(Image: Cover art to George R.R. Martin's Game of Thrones)
When it comes to pop culture phenomenas, I'm one of the last to jump on the bandwagon. Tomorrow night (17 April 2011), HBO will launch the miniseries Game of Thrones, based on the fantasy novel by George R.R. Martin.
From what I saw of the 14-minute preview, the program promises to be fantastic. My current dilemma, however, is this: I just started reading the book. As of now, I'm a mere 54 pages into the 807-page story. Nor do I have HBO. So I'll have to wait until the miniseries is availble on DVD, Blueray or holographic display.
For years I've heard a lot of buzz about Martin's fantasy books, which comprise the series known as A Song of Ice and Fire. But I've also heard a considerable amount of negative comments too. A glance at Amazon.com reveals not everyone is happy with the book (278 ratings less than 4-stars, out of 1,812):
Not to mention, the series fans have been waiting since 2005 for book #5 to appear on the shelves.
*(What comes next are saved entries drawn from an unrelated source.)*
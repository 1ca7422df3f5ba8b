//! MemoryStore - in-process telemetry store for tests and dry runs

use std::sync::atomic::{AtomicBool, AtomicU64, Ordering};
use std::sync::{Arc, Mutex, MutexGuard};
use std::time::Duration;

use chrono::Utc;
use contracts::{
    period_start, AlertThresholds, IrrigationEvent, IrrigationEventType, StorageError,
    StorageStatistics, StoredAlert, StoredIrrigationEvent, StoredReading, TelemetryRecord,
    TelemetryStore,
};
use tracing::debug;

use crate::alerts::derive_alerts;

#[derive(Default)]
struct Tables {
    next_id: i64,
    readings: Vec<StoredReading>,
    system: Vec<(i64, TelemetryRecord)>,
    events: Vec<StoredIrrigationEvent>,
    alerts: Vec<StoredAlert>,
}

impl Tables {
    fn next_id(&mut self) -> i64 {
        self.next_id += 1;
        self.next_id
    }
}

/// In-memory store
///
/// Cloning shares the same tables.
#[derive(Clone)]
pub struct MemoryStore {
    name: String,
    thresholds: AlertThresholds,
    tables: Arc<Mutex<Tables>>,
    unavailable: Arc<AtomicBool>,
    write_delay_ms: Arc<AtomicU64>,
}

impl MemoryStore {
    pub fn new(name: impl Into<String>) -> Self {
        Self::with_thresholds(name, AlertThresholds::default())
    }

    pub fn with_thresholds(name: impl Into<String>, thresholds: AlertThresholds) -> Self {
        Self {
            name: name.into(),
            thresholds,
            tables: Arc::default(),
            unavailable: Arc::default(),
            write_delay_ms: Arc::default(),
        }
    }

    /// Make every write fail with `StorageError::Unavailable` until re-enabled
    pub fn set_unavailable(&self, unavailable: bool) {
        self.unavailable.store(unavailable, Ordering::SeqCst);
    }

    /// Sleep this long in every sensor reading insert
    pub fn set_write_delay(&self, delay: Duration) {
        let ms = u64::try_from(delay.as_millis()).unwrap_or(u64::MAX);
        self.write_delay_ms.store(ms, Ordering::SeqCst);
    }

    pub fn reading_count(&self) -> usize {
        self.lock().readings.len()
    }

    pub fn system_stats_count(&self) -> usize {
        self.lock().system.len()
    }

    /// Irrigation events in insertion order
    pub fn events(&self) -> Vec<IrrigationEvent> {
        self.lock().events.iter().map(|e| e.event.clone()).collect()
    }

    fn lock(&self) -> MutexGuard<'_, Tables> {
        match self.tables.lock() {
            Ok(guard) => guard,
            Err(poisoned) => poisoned.into_inner(),
        }
    }

    fn check_writable(&self) -> Result<(), StorageError> {
        if self.unavailable.load(Ordering::SeqCst) {
            return Err(StorageError::unavailable(&self.name, "writes disabled"));
        }
        Ok(())
    }
}

impl TelemetryStore for MemoryStore {
    fn name(&self) -> &str {
        &self.name
    }

    async fn insert_sensor_reading(&self, record: &TelemetryRecord) -> Result<i64, StorageError> {
        let delay_ms = self.write_delay_ms.load(Ordering::SeqCst);
        if delay_ms > 0 {
            tokio::time::sleep(Duration::from_millis(delay_ms)).await;
        }
        self.check_writable()?;
        let alerts = derive_alerts(&record.sensors, &self.thresholds);

        let mut tables = self.lock();
        let id = tables.next_id();
        tables.readings.push(StoredReading {
            id,
            timestamp: record.received_at,
            sensors: record.sensors,
        });
        for alert in alerts {
            let alert_id = tables.next_id();
            tables.alerts.push(StoredAlert {
                id: alert_id,
                timestamp: record.received_at,
                alert,
                resolved: false,
            });
        }
        Ok(id)
    }

    async fn insert_irrigation_event(&self, event: &IrrigationEvent) -> Result<i64, StorageError> {
        self.check_writable()?;
        let mut tables = self.lock();
        let id = tables.next_id();
        tables.events.push(StoredIrrigationEvent {
            id,
            event: event.clone(),
        });
        Ok(id)
    }

    async fn insert_system_stats(&self, record: &TelemetryRecord) -> Result<i64, StorageError> {
        self.check_writable()?;
        let mut tables = self.lock();
        let id = tables.next_id();
        tables.system.push((id, record.clone()));
        Ok(id)
    }

    async fn get_statistics(&self, period: Duration) -> Result<StorageStatistics, StorageError> {
        let since = period_start(Utc::now(), period);
        let tables = self.lock();
        let readings: Vec<_> = tables
            .readings
            .iter()
            .filter(|r| r.timestamp >= since)
            .map(|r| r.sensors)
            .collect();

        let (avg_temperature, min_temperature, max_temperature) =
            aggregate(readings.iter().map(|s| s.temperature));
        let (avg_humidity, min_humidity, max_humidity) =
            aggregate(readings.iter().map(|s| s.humidity));
        let (avg_ph, min_ph, max_ph) = aggregate(readings.iter().map(|s| s.ph));

        let stops = tables.events.iter().filter(|e| {
            e.event.event_type == IrrigationEventType::Stop && e.event.timestamp >= since
        });
        let (irrigation_count, total_irrigation_seconds) = stops
            .fold((0u64, 0u64), |(count, secs), e| {
                (count + 1, secs + e.event.duration_seconds.unwrap_or(0))
            });

        Ok(StorageStatistics {
            total_readings: readings.len() as u64,
            avg_temperature,
            min_temperature,
            max_temperature,
            avg_humidity,
            min_humidity,
            max_humidity,
            avg_ph,
            min_ph,
            max_ph,
            irrigation_count,
            total_irrigation_seconds,
        })
    }

    async fn active_alerts(&self) -> Result<Vec<StoredAlert>, StorageError> {
        let mut alerts: Vec<_> = self
            .lock()
            .alerts
            .iter()
            .filter(|a| !a.resolved)
            .cloned()
            .collect();
        alerts.sort_by(|a, b| {
            b.alert
                .severity
                .cmp(&a.alert.severity)
                .then(b.timestamp.cmp(&a.timestamp))
                .then(b.id.cmp(&a.id))
        });
        Ok(alerts)
    }

    async fn resolve_alert(&self, alert_id: i64) -> Result<bool, StorageError> {
        let mut tables = self.lock();
        match tables
            .alerts
            .iter_mut()
            .find(|a| a.id == alert_id && !a.resolved)
        {
            Some(alert) => {
                alert.resolved = true;
                Ok(true)
            }
            None => Ok(false),
        }
    }

    async fn irrigation_history(
        &self,
        period: Duration,
    ) -> Result<Vec<StoredIrrigationEvent>, StorageError> {
        let since = period_start(Utc::now(), period);
        let mut events: Vec<_> = self
            .lock()
            .events
            .iter()
            .filter(|e| e.event.timestamp >= since)
            .cloned()
            .collect();
        events.sort_by(|a, b| {
            b.event
                .timestamp
                .cmp(&a.event.timestamp)
                .then(b.id.cmp(&a.id))
        });
        Ok(events)
    }

    async fn latest_readings(&self, limit: usize) -> Result<Vec<StoredReading>, StorageError> {
        let mut readings = self.lock().readings.clone();
        readings.sort_by(|a, b| b.timestamp.cmp(&a.timestamp).then(b.id.cmp(&a.id)));
        readings.truncate(limit);
        Ok(readings)
    }

    async fn cleanup(&self, retention: Duration) -> Result<u64, StorageError> {
        let before = period_start(Utc::now(), retention);
        let mut tables = self.lock();
        let initial = tables.readings.len() + tables.system.len() + tables.alerts.len();

        tables.readings.retain(|r| r.timestamp >= before);
        tables.system.retain(|(_, r)| r.received_at >= before);
        tables.alerts.retain(|a| !a.resolved || a.timestamp >= before);

        let removed = initial - (tables.readings.len() + tables.system.len() + tables.alerts.len());
        debug!(store = %self.name, removed, "memory cleanup finished");
        Ok(removed as u64)
    }
}

fn aggregate(values: impl Iterator<Item = f64>) -> (Option<f64>, Option<f64>, Option<f64>) {
    let mut count = 0usize;
    let mut sum = 0.0;
    let mut min = f64::INFINITY;
    let mut max = f64::NEG_INFINITY;
    for v in values {
        count += 1;
        sum += v;
        min = min.min(v);
        max = max.max(v);
    }
    if count == 0 {
        return (None, None, None);
    }
    (Some(sum / count as f64), Some(min), Some(max))
}
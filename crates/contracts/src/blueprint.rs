//! MonitorBlueprint - Config Loader output
//!
//! Describes one monitoring deployment: which device link to open, where to
//! persist, how the pipeline is tuned and which alert thresholds apply.

use std::path::PathBuf;
use std::time::Duration;

use serde::{Deserialize, Serialize};
use validator::Validate;

use crate::AlertThresholds;

/// Configuration version
#[derive(Debug, Clone, Copy, PartialEq, Eq, Default, Serialize, Deserialize)]
pub enum ConfigVersion {
    #[default]
    V1,
}

/// Complete monitor configuration
#[derive(Debug, Clone, Default, PartialEq, Serialize, Deserialize, Validate)]
#[serde(default)]
pub struct MonitorBlueprint {
    pub version: ConfigVersion,

    /// Device link selection
    #[validate(nested)]
    pub device: DeviceConfig,

    /// Simulated link tuning
    #[validate(nested)]
    pub simulator: SimulatorConfig,

    /// Replay link tuning
    #[validate(nested)]
    pub replay: ReplayConfig,

    /// Storage backend
    #[validate(nested)]
    pub storage: StorageConfig,

    /// Worker / queue / shutdown tuning
    #[validate(nested)]
    pub pipeline: PipelineConfig,

    /// Threshold alert limits
    pub alerts: AlertThresholds,
}

/// Which device link variant to build
#[derive(Debug, Clone, Copy, PartialEq, Eq, Default, Serialize, Deserialize)]
#[serde(rename_all = "snake_case")]
pub enum DeviceMode {
    /// Serial port or `tcp://host:port` bridge
    #[default]
    Live,
    /// Synthetic records, no hardware
    Simulated,
    /// Captured serial log played back
    Replay,
}

impl DeviceMode {
    pub fn as_str(&self) -> &'static str {
        match self {
            Self::Live => "live",
            Self::Simulated => "simulated",
            Self::Replay => "replay",
        }
    }
}

/// Device link configuration
#[derive(Debug, Clone, PartialEq, Serialize, Deserialize, Validate)]
#[serde(default)]
pub struct DeviceConfig {
    pub mode: DeviceMode,

    /// Serial device path (e.g. `/dev/ttyUSB0`) or `tcp://host:port`
    pub address: String,

    #[validate(range(min = 300, max = 4_000_000))]
    pub baud_rate: u32,

    /// Read timeout of the blocking reader, also bounds stop latency
    #[validate(range(min = 1, max = 60_000))]
    pub read_timeout_ms: u64,
}

impl Default for DeviceConfig {
    fn default() -> Self {
        Self {
            mode: DeviceMode::Live,
            address: "/dev/ttyUSB0".to_string(),
            baud_rate: 115_200,
            read_timeout_ms: 1000,
        }
    }
}

impl DeviceConfig {
    pub fn read_timeout(&self) -> Duration {
        Duration::from_millis(self.read_timeout_ms)
    }
}

/// Shortest period handed to a timer
pub const MIN_TICK: Duration = Duration::from_millis(1);

/// Simulated link configuration
#[derive(Debug, Clone, PartialEq, Serialize, Deserialize, Validate)]
#[serde(default)]
pub struct SimulatorConfig {
    /// Time between synthetic records
    #[validate(range(min = 1))]
    pub interval_ms: u64,

    /// RNG seed, random when absent
    pub seed: Option<u64>,
}

impl Default for SimulatorConfig {
    fn default() -> Self {
        Self {
            interval_ms: 2000,
            seed: None,
        }
    }
}

impl SimulatorConfig {
    /// Never shorter than `MIN_TICK`, also for unvalidated blueprints
    pub fn interval(&self) -> Duration {
        Duration::from_millis(self.interval_ms).max(MIN_TICK)
    }
}

/// Replay link configuration
#[derive(Debug, Clone, PartialEq, Serialize, Deserialize, Validate)]
#[serde(default)]
pub struct ReplayConfig {
    /// Captured serial log, one line per frame
    pub path: Option<PathBuf>,

    /// Time between replayed lines
    #[validate(range(min = 1))]
    pub interval_ms: u64,

    /// Restart from the beginning at end of file
    pub loop_playback: bool,
}

impl Default for ReplayConfig {
    fn default() -> Self {
        Self {
            path: None,
            interval_ms: 500,
            loop_playback: false,
        }
    }
}

impl ReplayConfig {
    pub fn interval(&self) -> Duration {
        Duration::from_millis(self.interval_ms).max(MIN_TICK)
    }
}

/// Storage configuration
#[derive(Debug, Clone, PartialEq, Serialize, Deserialize, Validate)]
#[serde(default)]
pub struct StorageConfig {
    /// SQLite database file, `:memory:` for a throwaway database
    pub path: PathBuf,

    /// Data older than this is removed by cleanup
    #[validate(range(min = 1, max = 3650))]
    pub retention_days: u32,

    /// Period of the background retention cleanup
    #[validate(range(min = 1))]
    pub cleanup_interval_secs: u64,
}

impl Default for StorageConfig {
    fn default() -> Self {
        Self {
            path: PathBuf::from("soil_monitoring.db"),
            retention_days: 30,
            cleanup_interval_secs: 6 * 60 * 60,
        }
    }
}

impl StorageConfig {
    pub fn retention(&self) -> Duration {
        Duration::from_secs(u64::from(self.retention_days) * 24 * 60 * 60)
    }

    pub fn cleanup_interval(&self) -> Duration {
        Duration::from_secs(self.cleanup_interval_secs)
    }
}

/// Pipeline tuning
#[derive(Debug, Clone, PartialEq, Serialize, Deserialize, Validate)]
#[serde(default)]
pub struct PipelineConfig {
    /// Ingestion queue capacity
    #[validate(range(min = 1, max = 1_000_000))]
    pub queue_capacity: usize,

    /// Worker pop timeout, bounds cancellation latency
    #[validate(range(min = 1, max = 10_000))]
    pub poll_interval_ms: u64,

    /// Upper bound on waiting for the worker during stop
    #[validate(range(min = 1))]
    pub shutdown_timeout_ms: u64,

    /// Upper bound on waiting for the link reading loop during stop
    #[validate(range(min = 1))]
    pub link_stop_timeout_ms: u64,

    /// Period of the mini-report logged while running
    #[validate(range(min = 1))]
    pub report_interval_secs: u64,

    /// Directory receiving the final report file
    pub report_dir: PathBuf,
}

impl Default for PipelineConfig {
    fn default() -> Self {
        Self {
            queue_capacity: 100,
            poll_interval_ms: 250,
            shutdown_timeout_ms: 5000,
            link_stop_timeout_ms: 2000,
            report_interval_secs: 60,
            report_dir: PathBuf::from("."),
        }
    }
}

impl PipelineConfig {
    pub fn poll_interval(&self) -> Duration {
        Duration::from_millis(self.poll_interval_ms).max(MIN_TICK)
    }

    pub fn shutdown_timeout(&self) -> Duration {
        Duration::from_millis(self.shutdown_timeout_ms)
    }

    pub fn link_stop_timeout(&self) -> Duration {
        Duration::from_millis(self.link_stop_timeout_ms)
    }

    pub fn report_interval(&self) -> Duration {
        Duration::from_secs(self.report_interval_secs)
    }
}

impl MonitorBlueprint {
    /// Blueprint for a simulated device with an in-memory database
    pub fn simulated() -> Self {
        let mut blueprint = Self::default();
        blueprint.device.mode = DeviceMode::Simulated;
        blueprint.storage.path = PathBuf::from(":memory:");
        blueprint
    }
}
Despite the lack of closure, the gaming industry jumped ahead and created several products based on the Game of Thrones, or "GoT," in wargaming abbreviation-ese.
One of the first out the gate, was the boardgame, produced by Fantasy Flight Games, which unfortunately, is out of print:
Still going strong, is the collectable card game...
...and the Battles of Westeros:
While bringing up the rear are the role playing game (RPG) sourcebooks,which can be purchased and downloaded as PDFs:
I played the GoT boardgame once, a few years back and I enjoyed it. (I won the game by not messing with anyone, which apparently, is contrary to the nature of the Lannister Family). I didn't buy my own copy, because I didn't particularly care for the wooden, blocky playing pieces.
(Image from a game in session, posted on Boardgamegeek.com)
I did manage to get a map of Westeros from an issue Dragon Magazine, when that gaming periodical was still in print. While last week, I downloaded the RPG sourcebooks to use as reference material--and who knows--maybe even run a game session someday.
In the meantime, while Game of Thrones fans will be tuning in to tomorrow's show (or saving it to their DVR), I'll be "pouring over the books."